Selective nicotinic acetylcholine receptor subunit deficits identified in Alzheimer's disease, Parkinson's disease and dementia with Lewy bodies by immunoprecipitation

• Main Authors: Cecilia Gotti, Milena Moretti, Iwo Bohr, Iryna Ziabreva, Silvia Vailati, Renato Longhi, Loredana Riganti, Annalisa Gaimarri, Ian G. McKeith, Robert H. Perry, Dag Aarsland, Jan Petter Larsen, Emanuele Sher, Ruth Beattie, Francesco Clementi, Jennifer A. Court
• Format: Article
• Language: English
• Published: Elsevier 2006-08-01
• Series: Neurobiology of Disease
• Subjects: Nicotinic acetylcholine receptors; Subunits; Human brain; Alzheimer's disease; Parkinson's disease; Dementia with Lewy bodies
• Online Access: http://www.sciencedirect.com/science/article/pii/S0969996106000908
• ISSN: 1095-953X

Antibodies raised against human α2-6 and β2-4 nicotinic receptor subunits were utilized to fractionate 3H-epibatidine binding in human temporal cortex and striatum. The predominant receptor subtypes in both regions contained α4 and β2 subunits. In normal cortex, 10% of binding was also associated with α2 subunits, whereas in the striatum, contributions by α6 (17%) and β3 (23%) were observed.

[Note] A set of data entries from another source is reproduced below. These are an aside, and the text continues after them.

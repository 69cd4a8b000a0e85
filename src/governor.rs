// Copyright (c) Microsoft Corporation.
// Licensed under the MIT License.

//! The resource governor around pattern matching.
//!
//! Every top-level matching operation derives a fresh budget of
//! `input length × limit factor` character inspections from the settings
//! snapshot captured when the pattern was compiled. The governor wraps the
//! matching engine itself, not any particular call syntax, so stored
//! patterns, dynamically typed handles and first-class function references
//! are all governed alike. A blown budget is a recoverable flow-control
//! signal: nothing persists across calls and no state stays "open".

use crate::fault::{FaultCause, ScriptFault};
use crate::pattern::{Meter, Program};
use crate::settings::{LimitFactor, Settings, SETTING_REGEX_ENABLED};

use anyhow::{bail, Result};
use thiserror::Error;

// Longest prefix of the offending input quoted in a budget fault. Bounded so
// operators can diagnose the pattern without unbounded data reaching logs.
const SNIPPET_LIMIT: usize = 64;

/// A matching call that inspected more characters than its budget allows.
#[derive(Debug, Clone, PartialEq, Eq, Error)]
#[error(
    "[scripting] regular expression considered too many characters, \
     pattern: [{pattern}], limit factor: [{factor}], char limit: [{limit}], \
     count: [{count}], snippet: [{snippet}]; this limit can be changed by the \
     [quill.regex.limit_factor] setting"
)]
pub struct BudgetError {
    pub pattern: String,
    pub factor: u32,
    pub limit: u64,
    pub count: u64,
    pub snippet: String,
}

impl BudgetError {
    /// Wrap into the uniform fault model for transport to the host.
    pub fn to_fault(&self, script: impl Into<String>, lang: impl Into<String>) -> ScriptFault {
        ScriptFault::new(
            self.to_string(),
            FaultCause::new("regular expression budget exceeded"),
            vec![format!("pattern [{}]", self.pattern)],
            script,
            lang,
        )
    }
}

fn snippet(input: &[char]) -> String {
    if input.len() > SNIPPET_LIMIT {
        let mut s: String = input[..SNIPPET_LIMIT - 3].iter().collect();
        s.push_str("...");
        s
    } else {
        input.iter().collect()
    }
}

/// A compiled pattern bound to the settings snapshot of its compilation
/// unit. All matching entry points live here, which is what makes the
/// governor impossible to bypass through indirection.
#[derive(Debug, Clone)]
pub struct GovernedPattern {
    program: Program,
    limit: LimitFactor,
}

impl GovernedPattern {
    /// Compile a pattern under the given settings. Fails when pattern
    /// literals are disabled or the pattern is malformed.
    pub fn compile(pattern: &str, settings: &Settings) -> Result<GovernedPattern> {
        if !settings.regex_enabled() {
            bail!(
                "regexes are disabled; set [{SETTING_REGEX_ENABLED}] to [true] to allow them, \
                 keeping in mind that regexes escape the bounded-cost guarantees of scripts"
            );
        }
        let program = Program::compile(pattern)?;
        Ok(GovernedPattern {
            program,
            limit: settings.regex_limit_factor(),
        })
    }

    pub fn source(&self) -> &str {
        self.program.source()
    }

    fn meter(&self, input_len: usize) -> Meter {
        match self.limit {
            LimitFactor::Factor(factor) => Meter::new(Some(input_len as u64 * factor as u64)),
            LimitFactor::Unlimited => Meter::new(None),
        }
    }

    fn budget_error(&self, input: &[char], count: u64) -> BudgetError {
        let (factor, limit) = match self.limit {
            LimitFactor::Factor(factor) => (factor, input.len() as u64 * factor as u64),
            // Unreachable in practice: an unlimited meter never exhausts.
            LimitFactor::Unlimited => (0, 0),
        };
        BudgetError {
            pattern: self.program.source().to_string(),
            factor,
            limit,
            count,
            snippet: snippet(input),
        }
    }

    /// Whether the entire input matches the pattern.
    pub fn is_match(&self, input: &str) -> Result<bool, BudgetError> {
        let chars: Vec<char> = input.chars().collect();
        let mut meter = self.meter(chars.len());
        self.program
            .run_at(&chars, 0, true, &mut meter)
            .map(|end| end.is_some())
            .map_err(|_| self.budget_error(&chars, meter.count()))
    }

    /// Leftmost match anywhere in the input, as `(start, end)` character
    /// positions.
    pub fn find(&self, input: &str) -> Result<Option<(usize, usize)>, BudgetError> {
        let chars: Vec<char> = input.chars().collect();
        let mut meter = self.meter(chars.len());
        self.program
            .find_at(&chars, 0, &mut meter)
            .map_err(|_| self.budget_error(&chars, meter.count()))
    }

    /// Split the input around matches of the pattern. A positive `limit`
    /// caps the number of pieces (the last piece carries the remainder);
    /// `limit == 0` applies the pattern as often as possible and discards
    /// trailing empty pieces.
    pub fn split(&self, input: &str, limit: usize) -> Result<Vec<String>, BudgetError> {
        let chars: Vec<char> = input.chars().collect();
        let mut meter = self.meter(chars.len());
        let mut pieces: Vec<String> = vec![];
        let mut start = 0usize;
        let mut search = 0usize;

        while search <= chars.len() && (limit == 0 || pieces.len() + 1 < limit) {
            let found = self
                .program
                .find_at(&chars, search, &mut meter)
                .map_err(|_| self.budget_error(&chars, meter.count()))?;
            match found {
                Some((ms, me)) => {
                    pieces.push(chars[start..ms].iter().collect());
                    start = me;
                    // A zero-width match must not stall the scan.
                    search = if me == ms { me + 1 } else { me };
                }
                None => break,
            }
        }
        pieces.push(chars[start..].iter().collect());

        if limit == 0 {
            while pieces.last().is_some_and(|p| p.is_empty()) {
                pieces.pop();
            }
        }
        Ok(pieces)
    }
}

Minimal binding (≤5%) was associated with α3.In Alzheimer's disease and dementia with Lewy bodies, cortical loss of binding was associated with reductions in α4 (50%, P < 0.01) and β2 (30–38%, P < 0.05). In Parkinson's disease and dementia with Lewy bodies, striatal deficits in α6 (91 and 59% respectively, P < 0.01) and β3 (72 and 75%, P < 0.05) tended to be greater than for α4 and β2 (50–58%, P < 0.05). This study demonstrates distinct combinations of subunits contributing to heteromeric nicotinic receptor binding in the human brain that are area/pathway specific and differentially affected by neurodegeneration.